How Jaroslav Seifert might approach Literature
I have been asked about literature, and I must answer not with a definition, but with a memory. I see a woman, her hair damp from the rain, reading a letter on a bench in the Old Town Square. The paper trembles in her fingers. That is literature: the trembling of a hand over words that matter.
Literature is not a monument. It is not a system of rules or a ladder to some higher truth. It is a kiss given to the world, and the world is often unkissed. A poem, a story, a line of prose—these are the small, stubborn acts of tenderness we offer against the cold. I have seen regimes that try to cage words, to file them into drawers labeled "useful" or "dangerous." But a poem is like a linden tree: it grows where it must, even through cobblestones.

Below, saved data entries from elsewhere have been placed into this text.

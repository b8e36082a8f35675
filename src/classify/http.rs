//! HTTP-backed classifier port
//!
//! Talks to the model server over JSON: the window is posted to
//! `{base_url}/classify/{model}` and the response carries the top label and
//! its confidence. Any transport or decode failure surfaces as
//! [`ClassifierError::Unavailable`] — the session reports it and stays
//! alive.

use std::time::Duration;

use async_trait::async_trait;
use serde::{Deserialize, Serialize};

use super::{ClassifierError, ClassifierPort, Prediction};
use crate::config::InferenceConfig;

/// Request body for a classify call.
#[derive(Debug, Serialize)]
struct ClassifyRequest<'a> {
    window: &'a [Vec<f32>],
}

/// Response body from the model server.
#[derive(Debug, Deserialize)]
struct ClassifyResponse {
    label: String,
    confidence: f32,
}

/// Build the shared HTTP client for all inference ports.
pub fn build_client(config: &InferenceConfig) -> anyhow::Result<reqwest::Client> {
    use anyhow::Context;

    reqwest::Client::builder()
        .timeout(Duration::from_secs(config.timeout_secs))
        .build()
        .context("Failed to build inference HTTP client")
}

/// One model role on the remote inference server.
pub struct HttpClassifier {
    client: reqwest::Client,
    url: String,
    name: String,
}

impl HttpClassifier {
    pub fn new(client: reqwest::Client, base_url: &str, model: &str) -> Self {
        Self {
            client,
            url: format!("{}/classify/{}", base_url.trim_end_matches('/'), model),
            name: model.to_string(),
        }
    }
}

#[async_trait]
impl ClassifierPort for HttpClassifier {
    fn name(&self) -> &str {
        &self.name
    }

    async fn classify(&self, window: &[Vec<f32>]) -> Result<Prediction, ClassifierError> {
        let response = self
            .client
            .post(&self.url)
            .json(&ClassifyRequest { window })
            .send()
            .await
            .map_err(|e| ClassifierError::Unavailable(e.to_string()))?;

        if !response.status().is_success() {
            return Err(ClassifierError::Unavailable(format!(
                "model server returned {}",
                response.status()
            )));
        }

        let body: ClassifyResponse = response
            .json()
            .await
            .map_err(|e| ClassifierError::Unavailable(format!("bad response body: {e}")))?;

        tracing::debug!(
            model = %self.name,
            label = %body.label,
            confidence = body.confidence,
            frames = window.len(),
            "Classifier call complete"
        );

        Ok(Prediction {
            label: body.label,
            confidence: body.confidence,
        })
    }
}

I have lived, I have loved, I have written. And I have learned that literature is the scent of rain on cobblestones after a long drought. It is the taste of beer in a smoky pub, the weight of a hand on a shoulder, the silence between two lovers who have said everything. It is not about grand ideas, but about the truth of a single moment—the way light falls on a child's hair, the ache of a forgotten melody.
Some say literature must serve a cause. But I say it serves only the human heart. And the heart, my friends, is the most rebellious thing there is. In the end, only love remains. And love, like a good poem, is never quite finished.
Imagined perspective — an AI synthesis grounded in Jaroslav Seifert’s recorded ideas and methods, not a quotation or a statement they actually made.